Piero was similar to me, my mother said. He was taciturn, reflective. He had a sensitivity that made him able to understand others, and which at the same time made him a bit vulnerable around anyone with a character stronger than his own. When the time came to go to university, he was in no doubt as to his choice of subject: he had always wanted more than anything else to become a doctor. And he would have made a good doctor, my mother said. He had what it took to be one, a talent for compassion and for listening. My father on the other hand was less interested in people than he was in the material world: in earth, fire, air, water; he liked the idea of being able to plunge his hands into its material components and to find out what they were made of. Yes, I thought, that was him all right. That was how I remembered him, fascinated by every grain of sand and crystal of ice, altogether indifferent to people. I could easily imagine the passion with which, at nineteen, he had embarked on his study of chemistry.
In the meantime he and Piero had begun to go into the mountains by themselves. Almost every Saturday, from June to September, they would take the bus for Trento or Belluno, then hitchhike back up the mountain. They spent the nights in meadows, or sometimes in a hayloft. They had no money with which to buy anything. But then neither did anyone else who went into the mountains in those days, my mother said: the Alps were a poor man’s North Pole or Pacific Ocean, the destination of young people like them who were in search of adventure. Of the two it was my father who studied the maps and planned new routes. Piero was more cautious, but also more obstinate. He was difficult to convince in the first place, but even more difficult to dissuade halfway, and was the ideal companion for my father, who had a tendency to give up as soon as things did not go according to plan.

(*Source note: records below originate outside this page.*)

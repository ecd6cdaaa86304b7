use std::{env, fs, path::Path};

use anyhow::{Context, Result};
use image_analysis::server::docs::ApiDoc;
use utoipa::OpenApi;

fn main() -> Result<()> {
    let output = env::args().nth(1);
    let yaml = ApiDoc::openapi()
        .to_yaml()
        .context("failed to serialise OpenAPI")?;

    match output {
        Some(path) => {
            let path = Path::new(&path);
            if let Some(parent) = path.parent().filter(|p| !p.as_os_str().is_empty()) {
                fs::create_dir_all(parent).with_context(|| {
                    format!("failed to create directory for {}", path.display())
                })?;
            }
            fs::write(path, yaml).with_context(|| format!("failed to write {}", path.display()))?;
        }
        None => println!("{yaml}"),
    }

    Ok(())
}
use std::{collections::HashMap, sync::Arc};

use async_trait::async_trait;
use parking_lot::RwLock;

use crate::{merge_patch, Document, DocumentStore, StoreError};

/// In-process document store. Clones share the same documents.
#[derive(Clone, Debug, Default)]
pub struct MemoryDocumentStore {
    documents: Arc<RwLock<HashMap<(String, String), Document>>>,
}

impl MemoryDocumentStore {
    pub fn new() -> Self {
        Self::default()
    }

    pub fn len(&self) -> usize {
        self.documents.read().len()
    }

    pub fn is_empty(&self) -> bool {
        self.documents.read().is_empty()
    }
}

#[async_trait]
impl DocumentStore for MemoryDocumentStore {
    async fn merge_upsert(
        &self,
        collection: &str,
        id: &str,
        fields: Document,
    ) -> Result<(), StoreError> {
        let mut documents = self.documents.write();
        let target = documents
            .entry((collection.to_owned(), id.to_owned()))
            .or_default();
        merge_patch(target, fields);
        Ok(())
    }

    async fn get(&self, collection: &str, id: &str) -> Result<Option<Document>, StoreError> {
        Ok(self
            .documents
            .read()
            .get(&(collection.to_owned(), id.to_owned()))
            .cloned())
    }
}
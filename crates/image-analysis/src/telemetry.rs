use std::env;

use anyhow::{Context, Result};
use opentelemetry::{global, KeyValue};
use opentelemetry_sdk::{
    propagation::TraceContextPropagator,
    resource::Resource,
    runtime::Tokio,
    trace::{self, Sampler},
};
use tracing::{info, warn};
use tracing_opentelemetry::OpenTelemetryLayer;
use tracing_subscriber::{layer::SubscriberExt, util::SubscriberInitExt, EnvFilter};

type Registry = tracing_subscriber::registry::Registry;

/// Fraction of traces exported over OTLP. Unset or `0` keeps console logs only.
pub const SAMPLING_RATE_ENV: &str = "IMAGE_ANALYSIS_OTEL_SAMPLING_RATE";

/// Flushes the OTLP exporter when dropped.
#[derive(Debug)]
pub struct TelemetryGuard {
    tracer_installed: bool,
}

impl Drop for TelemetryGuard {
    fn drop(&mut self) {
        if self.tracer_installed {
            global::shutdown_tracer_provider();
        }
    }
}

pub fn init(service_name: &str) -> Result<TelemetryGuard> {
    let filter = EnvFilter::try_from_default_env().unwrap_or_else(|_| EnvFilter::new("info"));
    let (sampling_rate, sampling_warning) =
        parse_sampling_rate(env::var(SAMPLING_RATE_ENV).ok().as_deref());

    let (otel_layer, otel_error) = match build_otel_layer(service_name, sampling_rate) {
        Ok(layer) => (layer, None),
        Err(error) => (None, Some(error)),
    };
    let tracer_installed = otel_layer.is_some();

    tracing_subscriber::registry()
        .with(otel_layer)
        .with(filter)
        .with(tracing_subscriber::fmt::layer())
        .try_init()
        .context("failed to install tracing subscriber")?;

    if let Some(message) = sampling_warning {
        warn!("{message}");
    }

    if let Some(error) = otel_error {
        warn!(%error, "failed to initialize OTEL exporter; continuing with console logs only");
    }

    info!(sampling_rate, "telemetry sampling configured");

    Ok(TelemetryGuard { tracer_installed })
}

fn build_otel_layer(
    service_name: &str,
    sampling_rate: f64,
) -> Result<Option<OpenTelemetryLayer<Registry, trace::Tracer>>> {
    if sampling_rate <= 0.0 {
        return Ok(None);
    }

    global::set_text_map_propagator(TraceContextPropagator::new());

    let exporter = opentelemetry_otlp::new_exporter().tonic();
    let tracer = opentelemetry_otlp::new_pipeline()
        .tracing()
        .with_trace_config(
            trace::Config::default()
                .with_sampler(Sampler::TraceIdRatioBased(sampling_rate))
                .with_resource(Resource::new(vec![KeyValue::new(
                    "service.name",
                    service_name.to_string(),
                )])),
        )
        .with_exporter(exporter)
        .install_batch(Tokio)?;

    Ok(Some(tracing_opentelemetry::layer().with_tracer(tracer)))
}

/// Parses the sampling rate, clamping to `0.0..=1.0`. Returns a warning to
/// log once the subscriber is installed.
pub fn parse_sampling_rate(raw: Option<&str>) -> (f64, Option<String>) {
    let Some(value) = raw else {
        return (0.0, None);
    };

    let trimmed = value.trim();
    if trimmed.is_empty() {
        return (
            0.0,
            Some(format!("{SAMPLING_RATE_ENV} is empty; OTEL export disabled")),
        );
    }

    match trimmed.parse::<f64>() {
        Ok(parsed) if (0.0..=1.0).contains(&parsed) => (parsed, None),
        Ok(parsed) if parsed.is_nan() => (
            0.0,
            Some(format!(
                "{SAMPLING_RATE_ENV}='{trimmed}' is not a number; OTEL export disabled"
            )),
        ),
        Ok(parsed) => {
            let clamped = parsed.clamp(0.0, 1.0);
            (
                clamped,
                Some(format!(
                    "{SAMPLING_RATE_ENV}={trimmed} outside 0.0..=1.0; clamped to {clamped}"
                )),
            )
        }
        Err(_) => (
            0.0,
            Some(format!(
                "{SAMPLING_RATE_ENV}='{trimmed}' is not a valid float; OTEL export disabled"
            )),
        ),
    }
}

Then their paths in life diverged. The chemistry degree was shorter than the one in medicine: my father graduated first, and in ’67 went to do his military service. He ended up in the Alpine artillery, dragging cannon and mortar up the mule tracks of the Great War. His degree earned him the rank of NCO, or Sergeant of Mules, as he called it: he didn’t spend much time in barracks that year, but spent almost the entire time moving from valley to valley with his company. He discovered that he did not dislike this kind of life at all. Whenever he came back he seemed older, both in comparison to the young man who had left and to Piero, who was still spending whole days buried in his books. It was as if he had been the first to taste something harder and more real, and that he liked the taste. He had experienced, albeit in a grappa-induced fog, the long marches and encampments in the snow. And it was about the snow that he would talk to Piero when on leave. About its different forms, its mutable character, its language. In one of those bursts of enthusiasm to which he was prone as a young chemist, he had fallen in love with a new element. He would say that the mountain in winter was another world entirely, and that they should go there together.